All in all, scaffolds show how extremely flexible the development of behaviour can be, whether this behaviour is that of an animal, the layout and functioning of a cell or the collection of behaviours and thoughts known as culture. It is possible that only through the interaction between these different fields and the associated scientific areas that study them that we might one day answer one of the main questions: what are we and how do we function? From a scientific point of view this provides us with various interesting challenges. What, however, does it offer anyone without a need for scientific answers or a scientific background? Well, first of all should the realization that things are more complex than expected serve as a warning that some articles in newspapers or on television should be handled with care. These days, a lot of articles are published not only in scientific journals, but when the coverage is good enough they might even end up in newspapers. Journalists are people though and people make mistakes. Newspaper articles sometimes offer a picture that the scientist did not originally intend. So be sceptical. When a newspaper article claims that a gene was discovered that promotes thrill seeking, then please do not think that that means that if you have that gene, you are bound to be a thrill seeker. If nature and nurture go hand in hand and can influence each others respective area, then genes are rarely the sole determinant of behaviour. In the case of this article, which was actually printed in a newspaper, this is especially true: the scientists themselves stated that the influence of this gene, with all other factors held constant, was 4%. In other words: when background, education, other possible genes that affect any other thrill seeking related trait and all those other things were held constant, then the gene was for 4% responsible for thrill seeking. It does not take a statistician to understand that effect is actually pretty minimal. Strangely enough, some people feared that insurance companies would cancel people’s policies if they happened to have that gene!
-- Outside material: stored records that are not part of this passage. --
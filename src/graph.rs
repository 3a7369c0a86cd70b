//! Store-independent graph representation produced by parsers.
//!
//! A parser run fills a [`Container`] with [`NodeSet`]s and
//! [`RelationshipSet`]s. Relationship endpoints are references by
//! `(label, key property, key value)`, never by ownership, so an edge may point
//! at nodes another parser produces.

use std::collections::{BTreeMap, HashMap};
use std::fmt;

use serde::{Deserialize, Serialize};
use tracing::warn;

use crate::error::KiraError;

#[derive(Debug, Clone, PartialEq, Serialize, Deserialize)]
#[serde(untagged)]
pub enum Value {
    Bool(bool),
    Int(i64),
    Float(f64),
    Str(String),
    List(Vec<Value>),
}

impl From<&str> for Value {
    fn from(value: &str) -> Self {
        Value::Str(value.to_string())
    }
}

impl From<String> for Value {
    fn from(value: String) -> Self {
        Value::Str(value)
    }
}

impl From<i64> for Value {
    fn from(value: i64) -> Self {
        Value::Int(value)
    }
}

impl From<u32> for Value {
    fn from(value: u32) -> Self {
        Value::Int(i64::from(value))
    }
}

impl From<f64> for Value {
    fn from(value: f64) -> Self {
        Value::Float(value)
    }
}

impl From<bool> for Value {
    fn from(value: bool) -> Self {
        Value::Bool(value)
    }
}

impl From<Vec<String>> for Value {
    fn from(value: Vec<String>) -> Self {
        Value::List(value.into_iter().map(Value::Str).collect())
    }
}

impl From<KeyValue> for Value {
    fn from(value: KeyValue) -> Self {
        match value {
            KeyValue::Int(v) => Value::Int(v),
            KeyValue::Str(v) => Value::Str(v),
        }
    }
}

/// The subset of [`Value`] usable as a unique key.
#[derive(Debug, Clone, PartialEq, Eq, Hash, PartialOrd, Ord, Serialize, Deserialize)]
#[serde(untagged)]
pub enum KeyValue {
    Int(i64),
    Str(String),
}

impl KeyValue {
    pub fn from_value(value: &Value) -> Option<Self> {
        match value {
            Value::Int(v) => Some(KeyValue::Int(*v)),
            Value::Str(v) => Some(KeyValue::Str(v.clone())),
            _ => None,
        }
    }
}

impl fmt::Display for KeyValue {
    fn fmt(&self, f: &mut fmt::Formatter<'_>) -> fmt::Result {
        match self {
            KeyValue::Int(v) => write!(f, "{v}"),
            KeyValue::Str(v) => write!(f, "{v}"),
        }
    }
}

impl From<&str> for KeyValue {
    fn from(value: &str) -> Self {
        KeyValue::Str(value.to_string())
    }
}

impl From<String> for KeyValue {
    fn from(value: String) -> Self {
        KeyValue::Str(value)
    }
}

impl From<i64> for KeyValue {
    fn from(value: i64) -> Self {
        KeyValue::Int(value)
    }
}

impl From<u32> for KeyValue {
    fn from(value: u32) -> Self {
        KeyValue::Int(i64::from(value))
    }
}

pub type Properties = BTreeMap<String, Value>;

/// Builds a [`Properties`] map from `(name, value)` pairs.
pub fn props<K, V, I>(pairs: I) -> Properties
where
    K: Into<String>,
    V: Into<Value>,
    I: IntoIterator<Item = (K, V)>,
{
    pairs
        .into_iter()
        .map(|(k, v)| (k.into(), v.into()))
        .collect()
}

/// Identity of the nodes on one side of a relationship.
#[derive(Debug, Clone, PartialEq, Eq, Hash, PartialOrd, Ord, Serialize)]
pub struct NodeRef {
    pub label: String,
    pub key: String,
}

impl NodeRef {
    pub fn new(label: impl Into<String>, key: impl Into<String>) -> Self {
        Self {
            label: label.into(),
            key: key.into(),
        }
    }
}

#[derive(Debug, Clone)]
pub struct NodeSet {
    label: String,
    merge_key: String,
    records: Vec<Properties>,
    positions: HashMap<KeyValue, usize>,
    duplicates: usize,
}

impl NodeSet {
    pub fn new(label: impl Into<String>, merge_key: impl Into<String>) -> Self {
        Self {
            label: label.into(),
            merge_key: merge_key.into(),
            records: Vec::new(),
            positions: HashMap::new(),
            duplicates: 0,
        }
    }

    /// Adds a record. A record whose key is already present replaces the
    /// earlier one in place.
    pub fn add_node(&mut self, properties: Properties) -> Result<(), KiraError> {
        let key = properties
            .get(&self.merge_key)
            .and_then(KeyValue::from_value)
            .ok_or_else(|| KiraError::MissingKey {
                label: self.label.clone(),
                key: self.merge_key.clone(),
            })?;

        if let Some(&position) = self.positions.get(&key) {
            let duplicate = KiraError::DuplicateKey {
                label: self.label.clone(),
                key: key.to_string(),
            };
            warn!("{duplicate}");
            self.duplicates += 1;
            self.records[position] = properties;
            return Ok(());
        }

        self.positions.insert(key, self.records.len());
        self.records.push(properties);
        Ok(())
    }

    pub fn label(&self) -> &str {
        &self.label
    }

    pub fn merge_key(&self) -> &str {
        &self.merge_key
    }

    pub fn node_ref(&self) -> NodeRef {
        NodeRef::new(&self.label, &self.merge_key)
    }

    pub fn records(&self) -> &[Properties] {
        &self.records
    }

    pub fn contains_key(&self, key: &KeyValue) -> bool {
        self.positions.contains_key(key)
    }

    pub fn len(&self) -> usize {
        self.records.len()
    }

    pub fn is_empty(&self) -> bool {
        self.records.is_empty()
    }

    /// Records collapsed by last-write-wins since creation.
    pub fn duplicates(&self) -> usize {
        self.duplicates
    }
}

#[derive(Debug, Clone, PartialEq, Serialize)]
pub struct Edge {
    pub start: KeyValue,
    pub end: KeyValue,
    pub properties: Properties,
}

#[derive(Debug, Clone)]
pub struct RelationshipSet {
    rel_type: String,
    start: NodeRef,
    end: NodeRef,
    edges: Vec<Edge>,
}

impl RelationshipSet {
    pub fn new(rel_type: impl Into<String>, start: NodeRef, end: NodeRef) -> Self {
        Self {
            rel_type: rel_type.into(),
            start,
            end,
            edges: Vec::new(),
        }
    }

    pub fn add_relationship(
        &mut self,
        start: impl Into<KeyValue>,
        end: impl Into<KeyValue>,
        properties: Properties,
    ) {
        self.edges.push(Edge {
            start: start.into(),
            end: end.into(),
            properties,
        });
    }

    pub fn rel_type(&self) -> &str {
        &self.rel_type
    }

    pub fn start(&self) -> &NodeRef {
        &self.start
    }

    pub fn end(&self) -> &NodeRef {
        &self.end
    }

    pub fn edges(&self) -> &[Edge] {
        &self.edges
    }

    pub fn len(&self) -> usize {
        self.edges.len()
    }

    pub fn is_empty(&self) -> bool {
        self.edges.is_empty()
    }
}

/// Output of one parser run.
#[derive(Debug, Clone, Default)]
pub struct Container {
    nodesets: Vec<NodeSet>,
    relationshipsets: Vec<RelationshipSet>,
}

impl Container {
    pub fn new() -> Self {
        Self::default()
    }

    pub fn add_nodeset(&mut self, nodeset: NodeSet) {
        self.nodesets.push(nodeset);
    }

    pub fn add_relationshipset(&mut self, relationshipset: RelationshipSet) {
        self.relationshipsets.push(relationshipset);
    }

    pub fn nodesets(&self) -> &[NodeSet] {
        &self.nodesets
    }

    pub fn relationshipsets(&self) -> &[RelationshipSet] {
        &self.relationshipsets
    }

    pub fn node_count(&self) -> usize {
        self.nodesets.iter().map(NodeSet::len).sum()
    }

    pub fn relationship_count(&self) -> usize {
        self.relationshipsets.iter().map(RelationshipSet::len).sum()
    }

    pub fn duplicate_count(&self) -> usize {
        self.nodesets.iter().map(NodeSet::duplicates).sum()
    }
}
use std::io::{self, Write};

use serde::Serialize;

use crate::app::{
    ParserStatus, ProgressEvent, ProgressSink, RunReport, SourceStatus, StatusResult,
};

const GREEN: &str = "\x1b[32m";
const YELLOW: &str = "\x1b[33m";
const CYAN: &str = "\x1b[36m";
const RED: &str = "\x1b[31m";
const RESET: &str = "\x1b[0m";

#[derive(Debug, Clone, Copy, PartialEq, Eq)]
pub enum OutputMode {
    Text,
    Json,
}

pub struct JsonOutput;

impl JsonOutput {
    pub fn print_report(report: &RunReport) -> io::Result<()> {
        Self::print_json(report)
    }

    pub fn print_status(status: &StatusResult) -> io::Result<()> {
        Self::print_json(status)
    }

    fn print_json<T: Serialize>(value: &T) -> io::Result<()> {
        let json = serde_json::to_string_pretty(value).map_err(io::Error::other)?;
        let mut stdout = io::stdout();
        stdout.write_all(json.as_bytes())?;
        stdout.write_all(b"\n")?;
        Ok(())
    }
}

impl ProgressSink for JsonOutput {
    fn event(&self, _event: ProgressEvent) {}
}

/// Progress lines on stderr and a colored summary on stdout.
pub struct TextOutput;

impl TextOutput {
    pub fn print_report(report: &RunReport) {
        println!("{CYAN}kira-bg run ({}){RESET}", report.run_mode);
        for source in &report.sources {
            let color = match source.status {
                SourceStatus::Fresh | SourceStatus::Refreshed => GREEN,
                SourceStatus::Stale => YELLOW,
                SourceStatus::Failed => RED,
            };
            let status = serde_label(&source.status);
            println!("{color}  source {} {} [{status}]{RESET}", source.id, source.version);
            if let Some(error) = &source.error {
                println!("{RED}    {error}{RESET}");
            }
        }
        for parser in &report.parsers {
            match parser.status {
                ParserStatus::Completed => println!(
                    "{GREEN}  parser {} [completed] nodes={} relationships={} duplicates={}{RESET}",
                    parser.name, parser.nodes, parser.relationships, parser.duplicates
                ),
                ParserStatus::Failed => println!(
                    "{RED}  parser {} [failed] {}{RESET}",
                    parser.name,
                    parser.error.as_deref().unwrap_or_default()
                ),
            }
        }
        let load = &report.load;
        println!(
            "{CYAN}  load indexes={} nodes={} duplicates={} relationships={} skipped={}{RESET}",
            load.indexes,
            load.nodes_written,
            load.duplicate_keys,
            load.relationships_written,
            load.relationships_skipped
        );
        let color = if report.has_failures() { YELLOW } else { GREEN };
        println!("{color}  finished in {} ms{RESET}", report.elapsed_ms);
    }

    pub fn print_status(status: &StatusResult) {
        for source in &status.sources {
            let (color, state) = if source.fresh {
                (GREEN, "fresh")
            } else {
                (YELLOW, "stale")
            };
            println!(
                "{color}{} expected={} local={} [{state}]{RESET}",
                source.id,
                source.current_version,
                source.local_version.as_deref().unwrap_or("-")
            );
        }
    }
}

impl ProgressSink for TextOutput {
    fn event(&self, event: ProgressEvent) {
        match event.elapsed {
            Some(elapsed) => eprintln!("{} ({} ms)", event.message, elapsed.as_millis()),
            None => eprintln!("{}", event.message),
        }
    }
}

fn serde_label<T: Serialize>(value: &T) -> String {
    serde_json::to_value(value)
        .ok()
        .and_then(|value| value.as_str().map(str::to_string))
        .unwrap_or_default()
}
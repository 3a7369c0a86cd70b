use std::fs;
use std::io::{self, BufRead, BufReader};
use std::path::Path;

use flate2::read::MultiGzDecoder;
use zip::ZipArchive;

use crate::error::KiraError;

/// Extracts the named entries of a zip archive into `target_dir`, failing if
/// any of them is absent.
pub fn extract_zip_entries(
    zip_path: &Path,
    target_dir: &Path,
    names: &[&str],
) -> Result<(), KiraError> {
    let file = fs::File::open(zip_path)
        .map_err(|err| KiraError::Filesystem(format!("open zip {}: {err}", zip_path.display())))?;
    let mut archive =
        ZipArchive::new(file).map_err(|err| KiraError::Filesystem(err.to_string()))?;

    for name in names {
        let mut entry = archive
            .by_name(name)
            .map_err(|err| KiraError::Filesystem(format!("zip entry {name}: {err}")))?;
        let entry_path = match entry.enclosed_name() {
            Some(path) => target_dir.join(path),
            None => {
                return Err(KiraError::Filesystem(
                    "zip entry path traversal detected".to_string(),
                ));
            }
        };
        if let Some(parent) = entry_path.parent() {
            fs::create_dir_all(parent).map_err(|err| KiraError::Filesystem(err.to_string()))?;
        }
        let mut outfile =
            fs::File::create(&entry_path).map_err(|err| KiraError::Filesystem(err.to_string()))?;
        io::copy(&mut entry, &mut outfile).map_err(|err| KiraError::Filesystem(err.to_string()))?;
    }
    Ok(())
}

/// Line reader over a plain or gzip-compressed (`.gz`) text file.
pub fn open_text(path: &Path) -> Result<Box<dyn BufRead>, KiraError> {
    let file = fs::File::open(path)
        .map_err(|err| KiraError::Filesystem(format!("open {}: {err}", path.display())))?;
    let is_gz = path.extension().map(|ext| ext == "gz").unwrap_or(false);
    if is_gz {
        Ok(Box::new(BufReader::new(MultiGzDecoder::new(file))))
    } else {
        Ok(Box::new(BufReader::new(file)))
    }
}

/// Checks that a gzip file decodes to the end.
pub fn validate_gzip(path: &Path) -> Result<(), KiraError> {
    let file = fs::File::open(path)
        .map_err(|err| KiraError::Filesystem(format!("open {}: {err}", path.display())))?;
    io::copy(&mut MultiGzDecoder::new(file), &mut io::sink())
        .map_err(|err| KiraError::Filesystem(format!("corrupt gzip {}: {err}", path.display())))?;
    Ok(())
}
My message is therefore to think for yourself. Many features on the news where scientific results are presented, are often inaccurate and suggest things that the scientist never even intended. Such things unfortunately lead to miscommunication between the scientists and the public, even though science is first of all meant to aid the public and to answer the public’s questions! It is certain that these questions will be answered, however it is the duty of science to make sure that by then, the public will also be able to understand that same answer.